• [WHAT YOU HAVE TO DO]: Write the listing below out again exactly, though only as far as the line with "pub const FIXTURE_CSV: &str", which is included.

----

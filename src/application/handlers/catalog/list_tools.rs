//! ListToolsHandler - Query handler for paginated catalog listings.

use std::sync::Arc;

use crate::domain::catalog::{ToolCostRecord, ToolListing};
use crate::ports::{CatalogError, ToolCatalog};

/// Query to list one page of the tool catalog.
#[derive(Debug, Clone, Default)]
pub struct ListToolsQuery {
    pub listing: ToolListing,
}

/// Result of a successful listing: records in sort order.
pub type ListToolsResult = Vec<ToolCostRecord>;

/// Handler for listing catalog records.
pub struct ListToolsHandler {
    catalog: Arc<dyn ToolCatalog>,
}

impl ListToolsHandler {
    pub fn new(catalog: Arc<dyn ToolCatalog>) -> Self {
        Self { catalog }
    }

    pub async fn handle(&self, query: ListToolsQuery) -> Result<ListToolsResult, CatalogError> {
        self.catalog.list(&query.listing).await
    }
}
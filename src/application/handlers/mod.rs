//! Application handlers.
//!
//! Query handlers that orchestrate domain operations.

pub mod catalog;
pub mod workflow;

pub use catalog::{
    GetToolError, GetToolHandler, GetToolQuery, GetToolResult, ListToolsHandler, ListToolsQuery,
    ListToolsResult,
};
pub use workflow::{
    EstimateWorkflowCostHandler, EstimateWorkflowCostQuery, EstimateWorkflowCostResult,
    EstimateWorkflowError,
};
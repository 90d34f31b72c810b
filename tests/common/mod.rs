//! Shared fixtures for HTTP integration tests.

#![allow(dead_code)]

use std::sync::Arc;

use axum::body::{to_bytes, Body};
use axum::http::{header, Request, Response};
use axum::Router;
use serde_json::Value;

use rainstone::adapters::{build_router, load_catalog_from_reader};
use rainstone::config::ServerConfig;
use rainstone::ports::ToolCatalog;

pub const BOUNDARY: &str = "rainstone-test-boundary";

/// Four tools in load order. `bwa_mem` and `hisat2` tie on median cost.
pub const FIXTURE_CSV: &str = "\
tool_id,avg_job_cost,median_job_cost,p95_job_cost,avg_runtime_seconds,median_runtime_seconds,p95_runtime_seconds,avg_input_size_mb,median_input_size_mb,p95_input_size_mb,num_jobs,avg_allocated_memory_gb,median_allocated_memory_gb,p95_allocated_memory_gb
fastqc,0.05,0.04,0.2,95.0,71.0,240.0,310.5,150.2,1200.8,48213.0,4.0,4.0,8.0
bwa_mem,0.5,0.25,2.0,2410.0,1320.0,9050.0,5210.3,3100.1,18230.9,12890.0,16.0,16.0,32.0
multiqc,0.01,0.01,0.02,30.0,22.0,95.0,12.0,8.0,60.0,20411.0,2.0,2.0,4.0
hisat2,0.3,0.25,0.9,1800.0,1500.0,5200.0,4100.0,3900.0,12000.0,8800.0,8.0,8.0,16.0
";

pub fn catalog() -> Arc<dyn ToolCatalog> {
    Arc::new(load_catalog_from_reader(FIXTURE_CSV.as_bytes()).unwrap())
}

pub fn app() -> Router {
    app_with(ServerConfig::default())
}

pub fn app_with(config: ServerConfig) -> Router {
    build_router(catalog(), &config)
}

pub fn get(uri: &str) -> Request<Body> {
    Request::builder().uri(uri).body(Body::empty()).unwrap()
}

/// Builds a multipart upload with a single file field.
pub fn multipart_upload(uri: &str, field: &str, content: &[u8]) -> Request<Body> {
    let mut body = Vec::new();
    body.extend_from_slice(format!("--{BOUNDARY}\r\n").as_bytes());
    body.extend_from_slice(
        format!(
            "Content-Disposition: form-data; name=\"{field}\"; filename=\"workflow.ga\"\r\n"
        )
        .as_bytes(),
    );
    body.extend_from_slice(b"Content-Type: application/json\r\n\r\n");
    body.extend_from_slice(content);
    body.extend_from_slice(format!("\r\n--{BOUNDARY}--\r\n").as_bytes());

    Request::builder()
        .method("POST")
        .uri(uri)
        .header(
            header::CONTENT_TYPE,
            format!("multipart/form-data; boundary={BOUNDARY}"),
        )
        .body(Body::from(body))
        .unwrap()
}

pub async fn json_body(response: Response<Body>) -> Value {
    let bytes = to_bytes(response.into_body(), usize::MAX).await.unwrap();
    serde_json::from_slice(&bytes).unwrap()
}

pub fn tool_ids(body: &Value) -> Vec<String> {
    body.as_array()
        .unwrap()
        .iter()
        .map(|tool| tool["toolId"].as_str().unwrap().to_string())
        .collect()
}

pub fn assert_close(actual: &Value, expected: f64) {
    let actual = actual.as_f64().unwrap();
    assert!(
        (actual - expected).abs() < 1e-9,
        "expected {expected}, got {actual}"
    );
}
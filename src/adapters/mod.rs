//! Adapters - Implementations of port interfaces.
//!
//! Adapters connect the domain to external systems:
//! - `catalog` - CSV loading and the in-memory `ToolCatalog`
//! - `http` - Axum REST endpoints

pub mod catalog;
pub mod http;

pub use catalog::{load_catalog, load_catalog_from_reader, CatalogLoadError, InMemoryToolCatalog};
pub use http::build_router;
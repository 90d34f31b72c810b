//! Catalog query handlers.
//!
//! Read-only handlers over the tool cost catalog.

mod get_tool;
mod list_tools;

pub use get_tool::{GetToolError, GetToolHandler, GetToolQuery, GetToolResult};
pub use list_tools::{ListToolsHandler, ListToolsQuery, ListToolsResult};
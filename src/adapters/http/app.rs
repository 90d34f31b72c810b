//! Router assembly.
//!
//! Merges the catalog and workflow routers, mounts them under the configured
//! base path, and applies the shared middleware stack.

use std::sync::Arc;

use axum::extract::{DefaultBodyLimit, Json};
use axum::http::HeaderValue;
use axum::routing::get;
use axum::Router;
use serde::{Deserialize, Serialize};
use tower_http::cors::{AllowHeaders, AllowMethods, AllowOrigin, CorsLayer};
use tower_http::trace::TraceLayer;

use crate::config::ServerConfig;
use crate::ports::ToolCatalog;

use super::catalog::{catalog_routes, CatalogAppState};
use super::workflow::{workflow_routes, WorkflowAppState};

/// Greeting returned by the root endpoint.
pub const WELCOME_MESSAGE: &str =
    "Welcome to the Rainstone - a cloud cost estimator for bioinformatics! Head to /tools to get started.";

/// Response body for `GET /`.
#[derive(Debug, Clone, PartialEq, Eq, Serialize, Deserialize)]
pub struct WelcomeResponse {
    pub message: String,
}

async fn welcome() -> Json<WelcomeResponse> {
    Json(WelcomeResponse {
        message: WELCOME_MESSAGE.to_string(),
    })
}

/// Builds the complete application router.
pub fn build_router(catalog: Arc<dyn ToolCatalog>, config: &ServerConfig) -> Router {
    let routes = Router::new()
        .route("/", get(welcome))
        .merge(catalog_routes(CatalogAppState::new(catalog.clone())))
        .merge(workflow_routes(WorkflowAppState::new(catalog)));

    let router = match config.route_prefix() {
        Some(prefix) => Router::new().nest(prefix, routes),
        None => routes,
    };

    router
        .layer(DefaultBodyLimit::max(config.max_upload_bytes))
        .layer(TraceLayer::new_for_http())
        .layer(cors_layer(&config.cors_origins_list()))
}

/// CORS for the configured origins. Credentials are allowed, so methods
/// and headers are mirrored from the request rather than wildcarded.
///
/// A `*` entry allows any origin by echoing the request's `Origin` back.
fn cors_layer(origins: &[String]) -> CorsLayer {
    let layer = CorsLayer::new()
        .allow_credentials(true)
        .allow_methods(AllowMethods::mirror_request())
        .allow_headers(AllowHeaders::mirror_request());

    if origins.iter().any(|origin| origin == "*") {
        return layer.allow_origin(AllowOrigin::mirror_request());
    }

    let origins: Vec<HeaderValue> = origins
        .iter()
        .filter_map(|origin| match origin.parse::<HeaderValue>() {
            Ok(value) => Some(value),
            Err(_) => {
                tracing::warn!(%origin, "Ignoring invalid CORS origin");
                None
            }
        })
        .collect();

    layer.allow_origin(AllowOrigin::list(origins))
}
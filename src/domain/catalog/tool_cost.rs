//! Per-tool job cost statistics.

use super::listing::CostField;

/// One catalog row: observed cost, runtime, input size and memory statistics
/// for a single computational tool.
///
/// Identifiers are lowercase and unique within a catalog. All statistics are
/// non-negative.
#[derive(Debug, Clone, PartialEq)]
pub struct ToolCostRecord {
    pub tool_id: String,

    /// Cost per job, in currency units.
    pub average_cost_per_job: f64,
    pub median_cost_per_job: f64,
    pub p95_cost_per_job: f64,

    /// Job runtime, in whole seconds.
    pub average_job_runtime_sec: u64,
    pub median_job_runtime_sec: u64,
    pub p95_job_runtime_sec: u64,

    /// Job input size, in megabytes.
    pub average_job_input_size_mb: f64,
    pub median_job_input_size_mb: f64,
    pub p95_job_input_size_mb: f64,

    /// Total number of observed jobs.
    pub num_jobs: u64,

    /// Allocated memory, in gigabytes.
    pub average_allocated_memory_gb: f64,
    pub median_allocated_memory_gb: f64,
    pub p95_allocated_memory_gb: f64,
}

impl ToolCostRecord {
    /// Returns the cost statistic selected by `field`.
    pub fn cost(&self, field: CostField) -> f64 {
        match field {
            CostField::Average => self.average_cost_per_job,
            CostField::Median => self.median_cost_per_job,
            CostField::P95 => self.p95_cost_per_job,
        }
    }
}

----

• [PROBLEM SOLUTION]:
filename src/application/handlers/catalog/list_tools.rs
//! ListToolsHandler - Query handler for paginated catalog listings.

use std::sync::Arc;

use crate::domain::catalog::{ToolCostRecord, ToolListing};
use crate::ports::{CatalogError, ToolCatalog};

/// Query to list one page of the tool catalog.
#[derive(Debug, Clone, Default)]
pub struct ListToolsQuery {
    pub listing: ToolListing,
}

/// Result of a successful listing: records in sort order.
pub type ListToolsResult = Vec<ToolCostRecord>;

/// Handler for listing catalog records.
pub struct ListToolsHandler {
    catalog: Arc<dyn ToolCatalog>,
}

impl ListToolsHandler {
    pub fn new(catalog: Arc<dyn ToolCatalog>) -> Self {
        Self { catalog }
    }

    pub async fn handle(&self, query: ListToolsQuery) -> Result<ListToolsResult, CatalogError> {
        self.catalog.list(&query.listing).await
    }
}
filename src/application/handlers/mod.rs
//! Application handlers.
//!
//! Query handlers that orchestrate domain operations.

pub mod catalog;
pub mod workflow;

pub use catalog::{
    GetToolError, GetToolHandler, GetToolQuery, GetToolResult, ListToolsHandler, ListToolsQuery,
    ListToolsResult,
};
pub use workflow::{
    EstimateWorkflowCostHandler, EstimateWorkflowCostQuery, EstimateWorkflowCostResult,
    EstimateWorkflowError,
};
repository 90d34f31b72c810b
filename tests/common/mod.rs
//! Shared fixtures for HTTP integration tests.

#![allow(dead_code)]

use std::sync::Arc;

use axum::body::{to_bytes, Body};
use axum::http::{header, Request, Response};
use axum::Router;
use serde_json::Value;

use rainstone::adapters::{build_router, load_catalog_from_reader};
use rainstone::config::ServerConfig;
use rainstone::ports::ToolCatalog;

pub const BOUNDARY: &str = "rainstone-test-boundary";

/// Four tools in load order. `bwa_mem` and `hisat2` tie on median cost.
pub const FIXTURE_CSV: &str = "\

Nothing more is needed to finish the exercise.